◆ **ACTIVITY**
Check each line of the material. Copy those containing "failed".

◆ **RECORDS TO USE**
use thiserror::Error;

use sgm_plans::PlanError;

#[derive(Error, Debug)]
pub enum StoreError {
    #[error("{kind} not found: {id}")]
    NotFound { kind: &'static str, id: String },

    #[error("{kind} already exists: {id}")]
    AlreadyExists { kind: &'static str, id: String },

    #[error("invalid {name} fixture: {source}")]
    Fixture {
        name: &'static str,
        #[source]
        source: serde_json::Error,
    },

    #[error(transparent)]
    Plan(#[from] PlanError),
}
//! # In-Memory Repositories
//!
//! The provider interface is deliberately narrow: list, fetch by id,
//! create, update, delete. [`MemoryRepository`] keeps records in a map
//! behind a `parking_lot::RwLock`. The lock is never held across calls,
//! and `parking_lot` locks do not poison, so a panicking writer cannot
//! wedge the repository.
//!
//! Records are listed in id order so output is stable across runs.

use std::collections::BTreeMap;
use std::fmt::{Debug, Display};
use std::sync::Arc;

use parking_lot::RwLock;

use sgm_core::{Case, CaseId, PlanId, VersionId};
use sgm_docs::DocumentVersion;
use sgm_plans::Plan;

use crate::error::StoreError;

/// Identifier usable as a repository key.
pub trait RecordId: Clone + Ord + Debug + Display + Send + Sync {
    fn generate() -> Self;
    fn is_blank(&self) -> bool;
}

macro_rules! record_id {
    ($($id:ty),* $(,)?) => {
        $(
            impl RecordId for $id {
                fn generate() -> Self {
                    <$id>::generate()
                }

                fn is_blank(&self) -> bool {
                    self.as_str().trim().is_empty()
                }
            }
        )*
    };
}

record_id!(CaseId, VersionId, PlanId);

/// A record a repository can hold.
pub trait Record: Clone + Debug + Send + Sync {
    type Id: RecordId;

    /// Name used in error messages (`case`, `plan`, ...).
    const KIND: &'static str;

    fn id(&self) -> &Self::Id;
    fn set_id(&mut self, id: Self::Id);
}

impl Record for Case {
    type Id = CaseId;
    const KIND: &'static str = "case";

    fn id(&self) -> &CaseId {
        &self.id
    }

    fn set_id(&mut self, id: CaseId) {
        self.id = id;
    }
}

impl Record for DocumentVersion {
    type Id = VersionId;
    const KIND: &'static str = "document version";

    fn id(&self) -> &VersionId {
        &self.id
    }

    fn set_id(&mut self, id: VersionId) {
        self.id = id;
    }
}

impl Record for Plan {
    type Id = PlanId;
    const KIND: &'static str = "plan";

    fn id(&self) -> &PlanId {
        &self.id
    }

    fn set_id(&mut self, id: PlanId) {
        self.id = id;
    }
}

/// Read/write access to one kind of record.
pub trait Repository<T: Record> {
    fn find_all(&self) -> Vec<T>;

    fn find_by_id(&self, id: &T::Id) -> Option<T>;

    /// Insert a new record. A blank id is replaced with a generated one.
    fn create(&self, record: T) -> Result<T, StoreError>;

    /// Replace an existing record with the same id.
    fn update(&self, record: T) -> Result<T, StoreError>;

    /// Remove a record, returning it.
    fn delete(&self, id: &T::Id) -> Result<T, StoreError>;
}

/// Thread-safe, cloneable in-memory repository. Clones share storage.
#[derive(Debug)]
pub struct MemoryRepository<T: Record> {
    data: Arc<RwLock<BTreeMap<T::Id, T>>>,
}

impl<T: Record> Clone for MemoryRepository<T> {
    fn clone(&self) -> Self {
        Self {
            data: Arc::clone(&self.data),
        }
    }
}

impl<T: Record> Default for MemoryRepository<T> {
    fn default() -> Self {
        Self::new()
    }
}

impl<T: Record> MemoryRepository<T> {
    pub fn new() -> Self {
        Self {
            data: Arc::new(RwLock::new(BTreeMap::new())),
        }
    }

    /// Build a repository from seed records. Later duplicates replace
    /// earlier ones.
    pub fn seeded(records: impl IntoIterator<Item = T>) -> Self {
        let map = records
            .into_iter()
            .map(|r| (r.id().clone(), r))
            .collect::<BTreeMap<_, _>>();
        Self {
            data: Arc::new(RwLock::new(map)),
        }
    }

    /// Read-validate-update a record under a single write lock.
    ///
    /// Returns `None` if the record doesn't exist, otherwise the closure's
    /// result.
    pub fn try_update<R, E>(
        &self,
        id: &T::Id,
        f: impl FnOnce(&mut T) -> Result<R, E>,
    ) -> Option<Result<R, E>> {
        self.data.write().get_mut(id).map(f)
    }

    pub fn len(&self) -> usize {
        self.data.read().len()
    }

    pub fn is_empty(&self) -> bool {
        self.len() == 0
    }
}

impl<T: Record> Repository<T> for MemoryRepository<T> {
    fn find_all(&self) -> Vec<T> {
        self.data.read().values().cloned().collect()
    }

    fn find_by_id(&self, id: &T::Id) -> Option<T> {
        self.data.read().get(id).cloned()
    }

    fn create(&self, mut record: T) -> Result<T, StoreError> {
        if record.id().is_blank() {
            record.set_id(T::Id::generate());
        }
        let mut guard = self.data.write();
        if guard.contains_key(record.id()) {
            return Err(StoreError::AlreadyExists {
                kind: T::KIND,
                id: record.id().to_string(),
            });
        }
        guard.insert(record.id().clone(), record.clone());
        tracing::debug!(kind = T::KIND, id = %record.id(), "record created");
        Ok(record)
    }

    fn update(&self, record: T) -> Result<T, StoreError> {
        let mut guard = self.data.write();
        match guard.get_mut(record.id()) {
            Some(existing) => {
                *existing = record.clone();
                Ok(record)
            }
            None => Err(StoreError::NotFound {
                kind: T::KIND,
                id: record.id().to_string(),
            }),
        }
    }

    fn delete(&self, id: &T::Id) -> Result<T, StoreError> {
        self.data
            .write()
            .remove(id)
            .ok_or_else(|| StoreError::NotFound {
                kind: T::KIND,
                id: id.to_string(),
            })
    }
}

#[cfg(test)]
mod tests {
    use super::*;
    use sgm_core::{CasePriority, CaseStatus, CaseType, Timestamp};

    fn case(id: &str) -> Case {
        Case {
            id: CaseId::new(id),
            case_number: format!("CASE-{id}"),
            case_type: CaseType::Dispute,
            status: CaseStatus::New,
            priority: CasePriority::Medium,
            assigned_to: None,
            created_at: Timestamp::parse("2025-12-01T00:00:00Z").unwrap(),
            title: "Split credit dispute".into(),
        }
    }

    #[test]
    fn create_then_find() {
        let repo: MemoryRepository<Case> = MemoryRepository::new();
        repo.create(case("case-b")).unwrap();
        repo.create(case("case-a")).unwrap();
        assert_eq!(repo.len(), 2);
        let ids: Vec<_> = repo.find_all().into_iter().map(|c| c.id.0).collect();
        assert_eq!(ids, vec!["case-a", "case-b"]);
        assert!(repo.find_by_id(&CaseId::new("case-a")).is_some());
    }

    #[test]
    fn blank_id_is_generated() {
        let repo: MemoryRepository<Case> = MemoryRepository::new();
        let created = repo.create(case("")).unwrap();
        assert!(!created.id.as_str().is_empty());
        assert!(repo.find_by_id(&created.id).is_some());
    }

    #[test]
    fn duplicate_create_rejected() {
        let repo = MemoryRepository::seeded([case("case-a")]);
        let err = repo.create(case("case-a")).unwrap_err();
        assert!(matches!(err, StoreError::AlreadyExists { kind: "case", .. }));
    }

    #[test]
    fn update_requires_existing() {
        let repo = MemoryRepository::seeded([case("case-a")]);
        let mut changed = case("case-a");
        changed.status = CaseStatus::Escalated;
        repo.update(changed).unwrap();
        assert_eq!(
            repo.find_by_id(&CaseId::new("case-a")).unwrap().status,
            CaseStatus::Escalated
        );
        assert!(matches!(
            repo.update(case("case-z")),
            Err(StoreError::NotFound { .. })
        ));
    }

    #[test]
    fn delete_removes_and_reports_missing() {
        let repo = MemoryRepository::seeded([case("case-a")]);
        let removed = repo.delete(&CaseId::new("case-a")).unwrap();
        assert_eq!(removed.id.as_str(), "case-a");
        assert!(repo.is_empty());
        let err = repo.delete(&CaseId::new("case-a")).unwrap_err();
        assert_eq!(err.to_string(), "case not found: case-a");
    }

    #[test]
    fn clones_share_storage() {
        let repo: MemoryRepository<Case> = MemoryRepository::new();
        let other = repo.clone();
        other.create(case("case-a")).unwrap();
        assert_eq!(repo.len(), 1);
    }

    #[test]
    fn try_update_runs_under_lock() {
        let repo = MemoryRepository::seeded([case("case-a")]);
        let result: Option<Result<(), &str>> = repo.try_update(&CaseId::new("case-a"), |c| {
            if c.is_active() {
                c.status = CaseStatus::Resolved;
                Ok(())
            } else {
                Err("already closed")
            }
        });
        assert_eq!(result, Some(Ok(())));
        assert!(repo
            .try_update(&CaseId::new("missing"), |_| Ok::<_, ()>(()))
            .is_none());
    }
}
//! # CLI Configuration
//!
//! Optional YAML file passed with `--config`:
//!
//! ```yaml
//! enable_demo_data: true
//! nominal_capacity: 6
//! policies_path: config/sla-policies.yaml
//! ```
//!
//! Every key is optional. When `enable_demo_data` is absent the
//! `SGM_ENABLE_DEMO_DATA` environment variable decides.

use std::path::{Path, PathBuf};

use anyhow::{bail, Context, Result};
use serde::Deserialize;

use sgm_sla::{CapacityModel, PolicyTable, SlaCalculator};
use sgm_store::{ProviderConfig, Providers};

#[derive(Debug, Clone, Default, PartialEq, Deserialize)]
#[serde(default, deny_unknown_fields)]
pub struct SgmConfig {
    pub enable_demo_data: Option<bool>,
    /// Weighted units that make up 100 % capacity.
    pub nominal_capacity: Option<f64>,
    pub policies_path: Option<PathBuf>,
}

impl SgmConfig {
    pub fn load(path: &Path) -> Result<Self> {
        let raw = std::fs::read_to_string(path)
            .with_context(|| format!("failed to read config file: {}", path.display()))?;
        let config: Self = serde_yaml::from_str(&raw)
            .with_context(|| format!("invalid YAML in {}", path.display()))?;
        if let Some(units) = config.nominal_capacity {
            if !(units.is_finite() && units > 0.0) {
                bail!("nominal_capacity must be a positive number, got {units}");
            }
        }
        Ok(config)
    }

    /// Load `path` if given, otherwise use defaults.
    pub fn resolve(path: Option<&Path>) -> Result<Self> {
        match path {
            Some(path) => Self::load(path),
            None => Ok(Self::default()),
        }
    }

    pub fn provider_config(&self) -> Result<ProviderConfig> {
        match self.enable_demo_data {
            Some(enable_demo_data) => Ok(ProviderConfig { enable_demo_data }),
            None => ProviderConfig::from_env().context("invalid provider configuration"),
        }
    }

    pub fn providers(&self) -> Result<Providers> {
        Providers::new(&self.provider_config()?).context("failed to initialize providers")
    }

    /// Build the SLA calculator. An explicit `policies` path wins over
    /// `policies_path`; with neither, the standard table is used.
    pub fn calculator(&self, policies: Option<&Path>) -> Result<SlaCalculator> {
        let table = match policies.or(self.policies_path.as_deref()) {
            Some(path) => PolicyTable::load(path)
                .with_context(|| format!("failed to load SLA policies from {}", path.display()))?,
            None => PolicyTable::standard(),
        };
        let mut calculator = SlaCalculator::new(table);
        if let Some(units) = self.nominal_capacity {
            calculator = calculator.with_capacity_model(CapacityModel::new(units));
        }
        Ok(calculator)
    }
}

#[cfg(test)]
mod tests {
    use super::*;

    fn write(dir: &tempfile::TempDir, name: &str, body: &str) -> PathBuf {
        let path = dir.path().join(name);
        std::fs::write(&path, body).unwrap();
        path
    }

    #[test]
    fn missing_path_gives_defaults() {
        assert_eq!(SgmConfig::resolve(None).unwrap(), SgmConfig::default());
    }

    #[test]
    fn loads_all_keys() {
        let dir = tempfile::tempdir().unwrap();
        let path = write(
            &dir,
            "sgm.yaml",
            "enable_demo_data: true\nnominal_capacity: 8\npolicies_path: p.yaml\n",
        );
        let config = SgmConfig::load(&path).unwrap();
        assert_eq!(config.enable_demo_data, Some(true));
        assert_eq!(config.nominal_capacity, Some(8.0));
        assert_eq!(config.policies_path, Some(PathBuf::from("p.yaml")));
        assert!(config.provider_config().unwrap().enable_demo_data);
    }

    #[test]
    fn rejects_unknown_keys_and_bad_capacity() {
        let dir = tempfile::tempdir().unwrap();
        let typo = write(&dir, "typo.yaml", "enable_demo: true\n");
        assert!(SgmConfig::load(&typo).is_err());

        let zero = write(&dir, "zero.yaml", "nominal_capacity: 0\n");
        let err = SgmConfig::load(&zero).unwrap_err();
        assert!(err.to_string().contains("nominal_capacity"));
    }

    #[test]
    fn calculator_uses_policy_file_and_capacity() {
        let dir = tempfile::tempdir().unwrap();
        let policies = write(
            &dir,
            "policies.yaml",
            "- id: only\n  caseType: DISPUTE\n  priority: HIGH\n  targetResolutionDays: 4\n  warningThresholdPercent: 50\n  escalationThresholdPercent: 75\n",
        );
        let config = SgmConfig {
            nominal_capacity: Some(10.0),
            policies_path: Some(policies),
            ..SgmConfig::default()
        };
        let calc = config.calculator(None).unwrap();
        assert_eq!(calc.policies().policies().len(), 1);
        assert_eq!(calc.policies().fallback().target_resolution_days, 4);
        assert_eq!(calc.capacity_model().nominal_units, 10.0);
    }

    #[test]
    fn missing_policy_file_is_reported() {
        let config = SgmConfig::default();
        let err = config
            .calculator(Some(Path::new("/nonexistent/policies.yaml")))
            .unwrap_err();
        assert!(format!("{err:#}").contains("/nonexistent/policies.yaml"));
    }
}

◆ **OUTPUT OF THE EXERCISE**
            .with_context(|| format!("failed to read config file: {}", path.display()))?;
        Providers::new(&self.provider_config()?).context("failed to initialize providers")
                .with_context(|| format!("failed to load SLA policies from {}", path.display()))?,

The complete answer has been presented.